Controversy on religious freedom, secularism lingers in constitutional drafting process
The Constitutional Reconciliation Commission is having difficulty coming to consensus, which could prompt officials to develop a new vague charter or even drop the constitution-writing process.
By Alakbar Raufoglu for SES Türkiye -- 02/11/12
A heated debate over secularism and the role of religion is re-emerging over the drafting of a new constitution, and the dispute is threatening to derail the process.
Ecumenical Patriarch Bartholomew I, (left) spiritual leader of the Eastern Orthodox Communion, speaks to members of the parliamentary subcommittee seeking an all-party consensus for a new constitution in Ankara, on February 20th. [AFP]
The 12 members of the Constitutional Reconciliation Commission, the cross-party parliamentary body tasked with drafting the country's new civilian constitution, have written 38 draft articles of the Fundamental Rights and Freedom chapter since May.
However, all the articles were written with reservations by one or more of the four parties in parliament. Failure to reach an accord could torpedo the whole process, as an all-party consensus is required to approve articles.
"We simply can't move forward if there is no trust and co-operation between the parties … This is a very critical moment," said commission member Atilla Kart, who represents main opposition CHP.
Kart said religious freedom and secularism are "the main controversial topics at the moment."
"We strongly advocate for the pluralism of belief, which means to recognize and protect the rights of all religious groups, while the AKP doesn’t want to accept, even discuss it," Kart told SES Türkiye.
The AKP made drafting a new civilian constitution a priority for its fourth term after it won last year's national elections. But with many contentious subjects and the parties far apart on many major issues, the whole drafting process could ultimately unravel, analysts said.
One option to overcome the hurdles could be a minimalist constitution that brushes over the main areas of contention. Another option could be the AKP dropping the process or pushing through its own constitution with the support of the ultra-nationalist MHP.
The relationship between religion and the state is one of the most explosive issues of the constitutional debate. The debate stems in part from the hybrid nature of Turkish secularism developed in response to unique historical circumstances.
Unlike the French or Anglo-Saxon model of secularism which separates the state and religion, Turkey's Directorate of Religious Affairs plays a direct role in religion by training and paying the salary of imams, writing sermons and directing many aspects of religious life in the country.
The directorate caters to Sunni Muslims, making the legal status and state's relationship with other religions a key feature of the debate over religion.
Only non-Muslim religious and ethnic groups recognised under the Treaty of Lausanne -- Jews, Greek Orthodox and Armenians -- have legal status and control over their religious affairs, although without the support of state funds.
The Sunni-centred nature of Turkish secularism leaves the large Alevi minority, up to 20 percent of the population and a traditional bastion of secularism, without state support and subject to official Sunni interpretations of Islam.
"In fact, minorities such as Alevi Muslims and non-believers do not receive any services from the directorate," said Ilter Turan, president of the Istanbul-based Political Science Association.

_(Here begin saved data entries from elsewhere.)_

//! Per-document exclusive locks
//!
//! The writer's load → consolidate → save cycle runs under an `flock` on
//! `<dir>/.lock;<name>`. The lock is released when the guard is dropped.

use crate::error::VersionError;
use crate::store::sibling_path;
use serde::{Deserialize, Serialize};
use std::fs::{File, OpenOptions};
use std::io::{Read, Seek, SeekFrom, Write};
use std::path::{Path, PathBuf};

/// Prefix of the lock file
pub const LOCK_PREFIX: &str = ".lock;";

/// Guard holding the exclusive lock for one document
#[derive(Debug)]
pub struct DocumentLock {
    path: PathBuf,
    #[allow(dead_code)]
    file: File,
}

/// Lock file content
#[derive(Debug, Serialize, Deserialize)]
pub struct LockHolder {
    pub pid: u32,
    pub acquired_at: u64,
}

impl DocumentLock {
    /// Block until the lock for `doc` is held
    pub fn acquire(doc: &Path) -> Result<Self, VersionError> {
        let path = lock_path(doc);
        let mut file = open_lock_file(&path)?;
        flock_exclusive(&file).map_err(|e| VersionError::storage(&path, e))?;
        write_holder(&mut file).map_err(|e| VersionError::storage(&path, e))?;
        tracing::trace!(path = %path.display(), "document lock acquired");
        Ok(Self { path, file })
    }

    /// Take the lock if it is free, `None` if another holder has it
    pub fn try_acquire(doc: &Path) -> Result<Option<Self>, VersionError> {
        let path = lock_path(doc);
        let mut file = open_lock_file(&path)?;
        if !try_flock_exclusive(&file).map_err(|e| VersionError::storage(&path, e))? {
            if let Ok(holder) = read_holder(&mut file) {
                tracing::debug!(pid = holder.pid, path = %path.display(), "document lock busy");
            }
            return Ok(None);
        }
        write_holder(&mut file).map_err(|e| VersionError::storage(&path, e))?;
        Ok(Some(Self { path, file }))
    }

    pub fn path(&self) -> &Path {
        &self.path
    }
}

/// Path of the lock file for `doc`
pub fn lock_path(doc: &Path) -> PathBuf {
    sibling_path(doc, LOCK_PREFIX)
}

fn open_lock_file(path: &Path) -> Result<File, VersionError> {
    OpenOptions::new()
        .create(true)
        .read(true)
        .write(true)
        .truncate(false)
        .open(path)
        .map_err(|e| VersionError::storage(path, e))
}

/// Record the holder's PID (diagnostics only)
fn write_holder(file: &mut File) -> std::io::Result<()> {
    let holder = LockHolder {
        pid: std::process::id(),
        acquired_at: current_timestamp_ms(),
    };
    let serialized = serde_json::to_string(&holder)?;
    file.set_len(0)?;
    file.seek(SeekFrom::Start(0))?;
    file.write_all(serialized.as_bytes())?;
    Ok(())
}

fn read_holder(file: &mut File) -> std::io::Result<LockHolder> {
    file.seek(SeekFrom::Start(0))?;
    let mut contents = String::new();
    file.read_to_string(&mut contents)?;
    Ok(serde_json::from_str(&contents)?)
}

#[cfg(unix)]
fn flock_exclusive(file: &File) -> std::io::Result<()> {
    use nix::fcntl::{flock, FlockArg};
    use std::os::unix::io::AsRawFd;

    loop {
        match flock(file.as_raw_fd(), FlockArg::LockExclusive) {
            Ok(()) => return Ok(()),
            Err(nix::errno::Errno::EINTR) => continue,
            Err(e) => return Err(e.into()),
        }
    }
}

#[cfg(unix)]
fn try_flock_exclusive(file: &File) -> std::io::Result<bool> {
    use nix::fcntl::{flock, FlockArg};
    use std::os::unix::io::AsRawFd;

    match flock(file.as_raw_fd(), FlockArg::LockExclusiveNonblock) {
        Ok(()) => Ok(true),
        Err(nix::errno::Errno::EWOULDBLOCK) => Ok(false),
        Err(e) => Err(e.into()),
    }
}

// Other platforms run without cross-process exclusion
#[cfg(not(unix))]
fn flock_exclusive(_file: &File) -> std::io::Result<()> {
    Ok(())
}

#[cfg(not(unix))]
fn try_flock_exclusive(_file: &File) -> std::io::Result<bool> {
    Ok(true)
}

fn current_timestamp_ms() -> u64 {
    std::time::SystemTime::now()
        .duration_since(std::time::UNIX_EPOCH)
        .map(|d| d.as_millis() as u64)
        .unwrap_or(0)
}
//! CLI command implementations

pub mod config;
pub mod diff;
pub mod log;
pub mod save;
pub mod show;
pub mod status;
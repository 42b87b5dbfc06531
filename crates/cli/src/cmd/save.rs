//! Save a document and record its revision

use crate::config;
use crate::util;
use anyhow::{Context, Result};
use folio_core::store::atomic_write;
use folio_core::RevisionId;
use folio_history::{CommitOutcome, History, Registry, SaveEvent, VersionsPlugin};
use folio_ledger::{Actor, Ledger, LedgerEntry, RecordOutcome};
use owo_colors::OwoColorize;
use std::path::PathBuf;

pub struct SaveArgs {
    pub doc: PathBuf,
    pub file: Option<PathBuf>,
    pub user: Option<String>,
    pub ip: Option<String>,
    pub note: Option<String>,
    pub at: Option<RevisionId>,
}

pub async fn run(args: SaveArgs) -> Result<()> {
    let config = config::load()?;

    let mut text = util::read_input(args.file.as_deref())?;
    if config.editor.unix_eol {
        text = text.replace('\r', "");
    }

    let doc = args.doc;
    let previous = util::read_optional(&doc)?;

    if let Some(parent) = doc.parent().filter(|p| !p.as_os_str().is_empty()) {
        std::fs::create_dir_all(parent)
            .with_context(|| format!("Failed to create {}", parent.display()))?;
    }
    atomic_write(&doc, text.as_bytes())
        .with_context(|| format!("Failed to write {}", doc.display()))?;

    let actor = Actor::new(
        args.ip.unwrap_or_else(|| config.editor.default_ip.clone()),
        args.user.unwrap_or_else(|| config.editor.default_user.clone()),
    );
    let timestamp = args.at.unwrap_or_else(RevisionId::now);
    let mut entry = LedgerEntry::new(timestamp, actor);
    if let Some(note) = args.note {
        entry = entry.with_note(note);
    }

    let mut ledger = Ledger::open(&doc).context("Failed to open change log")?;
    let recorded = ledger.record_save(previous.is_some(), entry);
    ledger.save().context("Failed to write change log")?;

    // Revision bookkeeping is blocking file I/O under a lock
    let history_config = config.history.clone();
    let hook_doc = doc.clone();
    let (outcome, warnings) = tokio::task::spawn_blocking(move || -> Result<_> {
        let registry = Registry::builder()
            .with(VersionsPlugin::new(History::new(history_config)))
            .build();
        let mut event = SaveEvent::new(&hook_doc, previous.as_deref(), &text, &ledger);
        registry
            .dispatch_after_save(&mut event)
            .context("Failed to record revision")?;
        Ok((event.outcome, event.warnings))
    })
    .await
    .context("Revision task failed")??;

    println!("{} Saved {}", "✓".green(), doc.display().to_string().cyan());
    match recorded {
        RecordOutcome::Created => println!("  {}", "New document".dimmed()),
        RecordOutcome::Merged => println!("  {}", "Merged into today's change-log entry".dimmed()),
        RecordOutcome::Appended => {}
    }

    match outcome {
        Some(CommitOutcome::Recorded { id, kind, folded }) => {
            print!("  Revision {} ({})", id.to_string().yellow(), kind);
            if folded > 0 {
                print!(" {}", format!("[{} folded]", folded).dimmed());
            }
            println!();
        }
        Some(CommitOutcome::Skipped(reason)) => {
            tracing::debug!(?reason, "no revision recorded");
        }
        None => {}
    }

    for warning in warnings {
        println!("  {} {}", "warning:".yellow().bold(), warning);
    }

    Ok(())
}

The debate over the constitution and the role of religion is therefore "highly significant since it will decide on the level and which religion will be able to influence public and political life in the country," Turan told SES Türkiye.
The debate over religion has been compounded by the suspicion among secularists, Kemalists and the opposition at large that as the AKP consolidates power and redefines secularism, there is a creeping Islamisation of society, politics and the state.
Erdogan's statement earlier this year that he wanted to create a "pious generation" sounded alarm bells, as have a string of reforms and laws passed that while expanding religious freedom, have also been interpreted as promoting Sunnism at the expense of other religious sects.
The most suspicious of the secularist block believes that from day one the AKP has been engaging in takkiye, a tactic in Islamic jurisprudence that allows for the use of deception for religious purposes, namely to create an Islamic state.
"The remnants of the old elite, the Kemalists, and some leftists are very much concerned due to recent concrete institutional steps," Onder Kucukural, a researcher in the political science program at Sabanci University, told SES Türkiye.
At first glance, this debate has two sides.
On the one hand there are Kemalists who argue for state-led understanding of secularism, where state controls religion. This model has been criticised by the AKP due to the restrictions it has placed on the pious.
On the other hand, the AKP and some liberals favor an Anglo-Saxon type of secularism or passive secularism, which looks to broaden religious freedoms for all groups.
However, this is not the case, Kucukural said.
"It is true that Kemalists' way of defining secularism is highly oppressive and it curbs religious freedoms, especially freedoms of pious Muslims in Turkey. But so far AKP's policy implementation and new institutional arrangements have shown that they are also in favor of instituting a state-led repressive, monolithic understanding of religion," he said.
Kucukural also said that the ruling party insists on preserving the Directorate of Religious Affairs the way it was instituted after the 1980 coup.
"AKP's insistence of establishing mosques in every university, new regulations in religious education in secondary schools, and imam and preachers high schools are only few examples reflecting continuation of the same mentality," he said.